Detoxification therapy - therapeutic measures aimed at stopping or reducing the effect of toxic substances on the body. The scope and methods of detoxification therapy are determined by the causes, severity and duration of intoxication. In case of exogenous intoxications, detoxification therapy depends on the route of entry into the body, the nature of the action and the physicochemical properties of the toxin, as well as the rate of its neutralization in the body and excretion from it. In case of endogenous intoxications, typical for all infectious diseases, as well as with the accumulation of toxic substances (catabolites) in the body due to liver or kidney failure, detoxification therapy is necessary as an adjunct to the treatment of the underlying disease. A decrease in the concentration of toxins in the blood is achieved by administering a large amount of fluid (1.5 liters or more) in the form of drinking, intravenous infusion of isotonic sodium chloride solution, 5% glucose solution. At the same time, fast-acting diuretics are administered (lasix 80-100 mg intravenously). To prevent loss of potassium ions and other substances obligatory for normal metabolic processes in the body and functioning of vital organs with urine, after the administration of diuretics, it is necessary to administer an electrolyte solution (lactasol, 400-500 ml). Hemodesis and rheopolyglucin, administered intravenously, have significant antitoxic properties. Oral administration of enterodesis is effective (1 teaspoon per 100 ml of water 3-4 times a day). Exchange blood transfusion and dialysis are also used for detoxification - removal of low-molecular and medium-molecular toxic compounds by diffusion through special membranes.

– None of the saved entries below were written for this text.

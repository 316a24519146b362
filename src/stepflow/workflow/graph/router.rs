// SPDX-License-Identifier: MIT

//! Conditional routing for `condition` nodes

use serde_json::Value;

use super::types::{BRANCH_FALSE, BRANCH_TRUE};
use crate::adk::error::EvaluationError;
use crate::stepflow::workflow::expression::{branch_truth, Expression};
use crate::stepflow::workflow::state::ExecutionState;

/// The branch a condition node picked
#[derive(Debug, Clone, PartialEq)]
pub struct BranchDecision {
    /// `"true"` or `"false"`
    pub branch: &'static str,
    /// Raw value the expression evaluated to
    pub value: Value,
}

/// Evaluate the condition once and pick exactly one branch.
///
/// Coercion: `true`, a non-zero number, a non-empty array or object select
/// `"true"`; anything else, strings included, selects `"false"`.
pub fn route(expression: &Expression, state: &ExecutionState) -> Result<BranchDecision, EvaluationError> {
    let value = expression.evaluate(state)?;
    let branch = if branch_truth(&value) {
        BRANCH_TRUE
    } else {
        BRANCH_FALSE
    };
    log::debug!("Condition '{}' evaluated to {} -> {}", expression.source(), value, branch);
    Ok(BranchDecision { branch, value })
}

#[cfg(test)]
mod tests {
    use super::*;
    use serde_json::json;

    fn state(input: Value) -> ExecutionState {
        ExecutionState::new("run", "wf", input)
    }

    fn branch(source: &str, input: Value) -> &'static str {
        route(&Expression::parse(source).unwrap(), &state(input))
            .unwrap()
            .branch
    }

    #[test]
    fn test_comparison_routes() {
        assert_eq!(branch("{{ $input.value > 50 }}", json!({"value": 75})), "true");
        assert_eq!(branch("{{ $input.value > 50 }}", json!({"value": 10})), "false");
    }

    #[test]
    fn test_coercion_rule() {
        assert_eq!(branch("$input.items", json!({"items": [1]})), "true");
        assert_eq!(branch("$input.items", json!({"items": []})), "false");
        assert_eq!(branch("$input.obj", json!({"obj": {"a": 1}})), "true");
        assert_eq!(branch("$input.obj", json!({"obj": {}})), "false");
        assert_eq!(branch("$input.n", json!({"n": -2})), "true");
        assert_eq!(branch("$input.n", json!({"n": 0})), "false");
        assert_eq!(branch("$input.missing", json!({})), "false");
        assert_eq!(branch("$input.s", json!({"s": "yes"})), "false");
    }

    #[test]
    fn test_runtime_failure_surfaces() {
        let expr = Expression::parse("$input.value / 0").unwrap();
        let err = route(&expr, &state(json!({"value": 1}))).unwrap_err();
        assert!(err.is_runtime());
    }

    #[test]
    fn test_decision_keeps_value() {
        let expr = Expression::parse("len($input.items)").unwrap();
        let decision = route(&expr, &state(json!({"items": [1, 2]}))).unwrap();
        assert_eq!(decision.value, json!(2));
        assert_eq!(decision.branch, BRANCH_TRUE);
    }
}
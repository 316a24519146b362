// SPDX-License-Identifier: MIT

use crate::adk::action::ActionHandler;
use crate::adk::error::ActionError;
use crate::stepflow::workflow::state::ExecutionState;
use async_trait::async_trait;
use once_cell::sync::Lazy;
use serde::Deserialize;
use serde_json::{json, Value};
use std::time::Duration;

/// Longest pause a single `wait` step may request (one hour)
pub const MAX_WAIT_MS: u64 = 60 * 60 * 1000;

static WAIT_SCHEMA: Lazy<Value> = Lazy::new(|| {
    json!({
        "type": "object",
        "properties": {
            "ms": {
                "type": "integer",
                "description": "Milliseconds to wait"
            },
            "seconds": {
                "type": "number",
                "description": "Seconds to wait; ignored when `ms` is set"
            }
        }
    })
});

#[derive(Debug, Deserialize)]
struct WaitParams {
    #[serde(default)]
    ms: Option<u64>,
    #[serde(default)]
    seconds: Option<f64>,
}

/// Pauses the branch it sits on
pub struct WaitAction;

impl WaitAction {
    fn duration(action_type: &str, params: &Value) -> Result<Duration, ActionError> {
        let params: WaitParams = serde_json::from_value(params.clone())
            .map_err(|e| ActionError::invalid_params(action_type, e.to_string()))?;

        let ms = match (params.ms, params.seconds) {
            (Some(ms), _) => ms,
            (None, Some(secs)) if secs.is_finite() && secs >= 0.0 => (secs * 1000.0).round() as u64,
            (None, Some(secs)) => {
                return Err(ActionError::invalid_params(
                    action_type,
                    format!("'seconds' must be a non-negative number, got {}", secs),
                ))
            }
            (None, None) => {
                return Err(ActionError::invalid_params(action_type, "expected 'ms' or 'seconds'"))
            }
        };

        if ms > MAX_WAIT_MS {
            return Err(ActionError::invalid_params(
                action_type,
                format!("{}ms exceeds the {}ms limit", ms, MAX_WAIT_MS),
            ));
        }
        Ok(Duration::from_millis(ms))
    }
}

#[async_trait]
impl ActionHandler for WaitAction {
    fn name(&self) -> &str {
        "wait"
    }

    fn description(&self) -> &str {
        "Sleeps for `ms` milliseconds (or `seconds`) and reports how long it waited."
    }

    fn schema(&self) -> &Value {
        &WAIT_SCHEMA
    }

    async fn perform(
        &self,
        action_type: &str,
        params: &Value,
        _state: &ExecutionState,
    ) -> Result<Value, ActionError> {
        let duration = Self::duration(action_type, params)?;
        log::debug!("{} sleeping {:?}", action_type, duration);
        tokio::time::sleep(duration).await;
        Ok(json!({ "waitedMs": duration.as_millis() as u64 }))
    }
}

#[cfg(test)]
mod tests {
    use super::*;

    #[test]
    fn test_duration_from_params() {
        assert_eq!(
            WaitAction::duration("wait", &json!({"ms": 250})).unwrap(),
            Duration::from_millis(250)
        );
        assert_eq!(
            WaitAction::duration("wait", &json!({"seconds": 1.5})).unwrap(),
            Duration::from_millis(1500)
        );
        assert_eq!(
            WaitAction::duration("wait", &json!({"ms": 10, "seconds": 99})).unwrap(),
            Duration::from_millis(10)
        );
    }

    #[test]
    fn test_rejects_bad_durations() {
        for params in [
            json!({}),
            json!({"ms": -1}),
            json!({"seconds": -2}),
            json!({"ms": MAX_WAIT_MS + 1}),
        ] {
            assert!(WaitAction::duration("wait", &params).is_err(), "{}", params);
        }
    }

    #[tokio::test]
    async fn test_sleeps_and_reports() {
        let state = ExecutionState::new("run", "wf", json!({}));
        let started = tokio::time::Instant::now();
        let out = WaitAction
            .perform("wait", &json!({"seconds": 0.02}), &state)
            .await
            .unwrap();
        assert_eq!(out, json!({"waitedMs": 20}));
        assert!(started.elapsed() >= Duration::from_millis(20));
    }
}
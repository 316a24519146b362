// SPDX-License-Identifier: MIT

//! Engine configuration, read from the environment after `.env` is loaded

use std::env;
use std::path::PathBuf;
use std::str::FromStr;

use crate::adk::error::StepflowError;
use crate::stepflow::workflow::graph::DEFAULT_MAX_ITERATIONS;

pub const ENV_MAX_ITERATIONS: &str = "STEPFLOW_MAX_ITERATIONS";
pub const ENV_MAX_PARALLELISM: &str = "STEPFLOW_MAX_PARALLELISM";
pub const ENV_CHECKPOINTS: &str = "STEPFLOW_CHECKPOINTS";
pub const ENV_DATA_DIR: &str = "STEPFLOW_DATA_DIR";
pub const ENV_HTTP_TIMEOUT_SECS: &str = "STEPFLOW_HTTP_TIMEOUT_SECS";

#[derive(Debug, Clone, PartialEq)]
pub struct EngineConfig {
    /// Loop bound applied when a loop node sets no `maxIterations`
    pub max_iterations: u64,
    /// Upper bound on nodes dispatched in one round; unbounded when `None`
    pub max_parallelism: Option<usize>,
    /// Checkpoint run state after every round
    pub checkpoints: bool,
    /// Root for file persistence (`workflows/`, `runs/`)
    pub data_dir: PathBuf,
    /// Default timeout of the built-in `http` action
    pub http_timeout_secs: u64,
}

impl Default for EngineConfig {
    fn default() -> Self {
        Self {
            max_iterations: DEFAULT_MAX_ITERATIONS,
            max_parallelism: None,
            checkpoints: false,
            data_dir: PathBuf::from(".stepflow"),
            http_timeout_secs: 30,
        }
    }
}

impl EngineConfig {
    /// Build from `STEPFLOW_*` variables; unset ones keep their defaults
    pub fn from_env() -> Result<Self, StepflowError> {
        Self::from_lookup(|key| env::var(key).ok())
    }

    /// Build from any key lookup
    pub fn from_lookup<F>(lookup: F) -> Result<Self, StepflowError>
    where
        F: Fn(&str) -> Option<String>,
    {
        let mut config = Self::default();

        if let Some(n) = parse::<u64>(&lookup, ENV_MAX_ITERATIONS)? {
            if n == 0 {
                return Err(StepflowError::config(format!(
                    "{} must be a positive integer",
                    ENV_MAX_ITERATIONS
                )));
            }
            config.max_iterations = n;
        }
        if let Some(n) = parse::<usize>(&lookup, ENV_MAX_PARALLELISM)? {
            // 0 means unbounded
            config.max_parallelism = (n > 0).then_some(n);
        }
        if let Some(raw) = lookup(ENV_CHECKPOINTS) {
            config.checkpoints = match raw.trim().to_ascii_lowercase().as_str() {
                "1" | "true" | "yes" | "on" => true,
                "0" | "false" | "no" | "off" | "" => false,
                other => {
                    return Err(StepflowError::config(format!(
                        "{} must be a boolean, got '{}'",
                        ENV_CHECKPOINTS, other
                    )))
                }
            };
        }
        if let Some(dir) = lookup(ENV_DATA_DIR).filter(|d| !d.trim().is_empty()) {
            config.data_dir = PathBuf::from(dir);
        }
        if let Some(secs) = parse::<u64>(&lookup, ENV_HTTP_TIMEOUT_SECS)? {
            config.http_timeout_secs = secs;
        }

        Ok(config)
    }
}

fn parse<T: FromStr>(
    lookup: &impl Fn(&str) -> Option<String>,
    key: &str,
) -> Result<Option<T>, StepflowError> {
    match lookup(key) {
        None => Ok(None),
        Some(raw) => raw.trim().parse::<T>().map(Some).map_err(|_| {
            StepflowError::config(format!("{} has an invalid value '{}'", key, raw))
        }),
    }
}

In some cases, to prevent asphyxia, a tracheostomy is applied to the child, which in the following days is used to introduce various drugs (mucolytic and fibrinolytic agents, hydrocortisone, antibiotic solutions) through the tracheotomy tube. Before tracheotomy, it is advisable to perform bronchoscopy to suck out pathological contents from the trachea and bronchi and introduce appropriate drugs into the lower respiratory tract, after which, in more or less calm conditions, the lower tracheotomy is performed. Decannulation of the patient is carried out some time after normalization of breathing and the disappearance of inflammatory phenomena in the entire respiratory system. In complex treatment, one should not overlook the use of immunoprotectors, since acute laryngotracheobronchitis, as a rule, occurs in weakened children, often with signs of congenital immunodeficiency.

Prognosis for acute laryngotracheobronchitis in children

The prognosis, even with the most modern treatment methods, remains extremely serious, since most often children aged 1-2 years who suffer from this disease do not have acquired immunity, but only innate immunity, the intensity of which is insufficient to withstand such a formidable disease as acute laryngotracheobronchitis. According to the well-known French pediatrician and otolaryngologist J. Lemarie, the prognosis is greatly aggravated by complications that arise during urgent interventions carried out in cases of asphyxia, as well as due to secondary complications from the lungs and cicatricial stenosis of the larynx. According to the author's statistics, the mortality rate for this disease reaches 50% in children under 2 years of age.